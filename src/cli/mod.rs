//! Command-line interface for yamladapt.
//!
//! The binary exposes the adapt pipeline and two of its stages on their own,
//! for debugging layered configurations:
//!
//! - `adapt` - run the whole pipeline and print JSON
//! - `vars` - print the extension bindings of a document as JSON
//! - `merge` - print a document with its includes resolved, as YAML
//!
//! # Global Options
//!
//! - `--verbose` / `-v`: log every pipeline stage (debug level)
//! - `--quiet` / `-q`: log errors only
//! - `--config` / `-c`: configuration file to use instead of the
//!   `yamladapt.toml` found next to the input document
//!
//! `RUST_LOG` takes precedence over both flags. Logs go to stderr, so they
//! never mix with the document written to stdout.
//!
//! # Examples
//!
//! ```bash
//! yamladapt adapt Caddyfile.yaml --pretty
//! yamladapt adapt - --filename conf/app.yaml --env STAGE=prod < conf/app.yaml
//! yamladapt vars app.yaml --no-process-env
//! yamladapt -v merge app.yaml
//! ```

mod adapt;
mod common;
mod merge;
mod vars;

use anyhow::Result;
use clap::{Parser, Subcommand};
use std::path::PathBuf;
use tracing_subscriber::EnvFilter;

/// Runtime configuration derived from the global flags.
#[derive(Debug, Clone)]
pub struct CliConfig {
    /// Log filter directive, used when `RUST_LOG` is not set
    pub log_level: String,
    /// Explicit configuration file
    pub config_path: Option<PathBuf>,
}

impl Default for CliConfig {
    fn default() -> Self {
        Self {
            log_level: "warn".to_string(),
            config_path: None,
        }
    }
}

impl CliConfig {
    #[must_use]
    pub fn new() -> Self {
        Self::default()
    }

    /// Install the stderr log subscriber.
    ///
    /// Does nothing when a subscriber is already installed, which happens
    /// when the CLI is driven from tests.
    pub fn init_logging(&self) {
        let filter = EnvFilter::try_from_default_env()
            .unwrap_or_else(|_| EnvFilter::new(&self.log_level));

        let _ = tracing_subscriber::fmt()
            .with_env_filter(filter)
            .with_writer(std::io::stderr)
            .with_target(false)
            .try_init();
    }
}

/// Compose layered YAML configuration into JSON.
#[derive(Parser)]
#[command(
    name = "yamladapt",
    about = "Compose layered, templated YAML configuration into JSON",
    version,
    long_about = "yamladapt merges included YAML documents, binds x- extension fields as \
                  template variables, renders #{ } templates and writes the result as JSON."
)]
pub struct Cli {
    #[command(subcommand)]
    command: Commands,

    /// Log every pipeline stage
    #[arg(short, long, global = true, conflicts_with = "quiet")]
    verbose: bool,

    /// Log errors only
    #[arg(short, long, global = true)]
    quiet: bool,

    /// Configuration file (default: yamladapt.toml next to the document)
    #[arg(short, long, global = true, value_name = "PATH")]
    config: Option<PathBuf>,
}

#[derive(Subcommand)]
enum Commands {
    /// Adapt a document into JSON
    Adapt(adapt::AdaptCommand),

    /// Print the extension bindings of a document
    Vars(vars::VarsCommand),

    /// Print a document with its includes resolved
    Merge(merge::MergeCommand),
}

impl Cli {
    /// Execute the parsed command.
    ///
    /// # Errors
    ///
    /// Returns the first error of the command; the caller prints it.
    pub fn execute(self) -> Result<()> {
        let config = self.build_config();
        config.init_logging();
        self.execute_with_config(&config)
    }

    /// Map the global flags to a [`CliConfig`].
    #[must_use]
    pub fn build_config(&self) -> CliConfig {
        let log_level = if self.verbose {
            "debug"
        } else if self.quiet {
            "error"
        } else {
            "warn"
        };

        CliConfig {
            log_level: log_level.to_string(),
            config_path: self.config.clone(),
        }
    }

    /// Run the command without touching logging setup.
    ///
    /// # Errors
    ///
    /// Returns the first error of the command.
    pub fn execute_with_config(self, config: &CliConfig) -> Result<()> {
        let explicit = config.config_path.as_deref();
        match self.command {
            Commands::Adapt(cmd) => cmd.execute(explicit),
            Commands::Vars(cmd) => cmd.execute(explicit),
            Commands::Merge(cmd) => cmd.execute(),
        }
    }
}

◇ ◇ ◇

**Description of the task:**
Extract, please, the lines from the start of the entries above through the one with "layered, templated YAML", both included, reproducing each exactly and adding nothing.

**Completed exercise:**
filename src/cli/mod.rs
//! Command-line interface for yamladapt.
//!
//! The binary exposes the adapt pipeline and two of its stages on their own,
//! for debugging layered configurations:
//!
//! - `adapt` - run the whole pipeline and print JSON
//! - `vars` - print the extension bindings of a document as JSON
//! - `merge` - print a document with its includes resolved, as YAML
//!
//! # Global Options
//!
//! - `--verbose` / `-v`: log every pipeline stage (debug level)
//! - `--quiet` / `-q`: log errors only
//! - `--config` / `-c`: configuration file to use instead of the
//!   `yamladapt.toml` found next to the input document
//!
//! `RUST_LOG` takes precedence over both flags. Logs go to stderr, so they
//! never mix with the document written to stdout.
//!
//! # Examples
//!
//! ```bash
//! yamladapt adapt Caddyfile.yaml --pretty
//! yamladapt adapt - --filename conf/app.yaml --env STAGE=prod < conf/app.yaml
//! yamladapt vars app.yaml --no-process-env
//! yamladapt -v merge app.yaml
//! ```

mod adapt;
mod common;
mod merge;
mod vars;

use anyhow::Result;
use clap::{Parser, Subcommand};
use std::path::PathBuf;
use tracing_subscriber::EnvFilter;

/// Runtime configuration derived from the global flags.
#[derive(Debug, Clone)]
pub struct CliConfig {
    /// Log filter directive, used when `RUST_LOG` is not set
    pub log_level: String,
    /// Explicit configuration file
    pub config_path: Option<PathBuf>,
}

impl Default for CliConfig {
    fn default() -> Self {
        Self {
            log_level: "warn".to_string(),
            config_path: None,
        }
    }
}

impl CliConfig {
    #[must_use]
    pub fn new() -> Self {
        Self::default()
    }

    /// Install the stderr log subscriber.
    ///
    /// Does nothing when a subscriber is already installed, which happens
    /// when the CLI is driven from tests.
    pub fn init_logging(&self) {
        let filter = EnvFilter::try_from_default_env()
            .unwrap_or_else(|_| EnvFilter::new(&self.log_level));

        let _ = tracing_subscriber::fmt()
            .with_env_filter(filter)
            .with_writer(std::io::stderr)
            .with_target(false)
            .try_init();
    }
}

/// Compose layered YAML configuration into JSON.
#[derive(Parser)]
#[command(
    name = "yamladapt",
    about = "Compose layered, templated YAML configuration into JSON",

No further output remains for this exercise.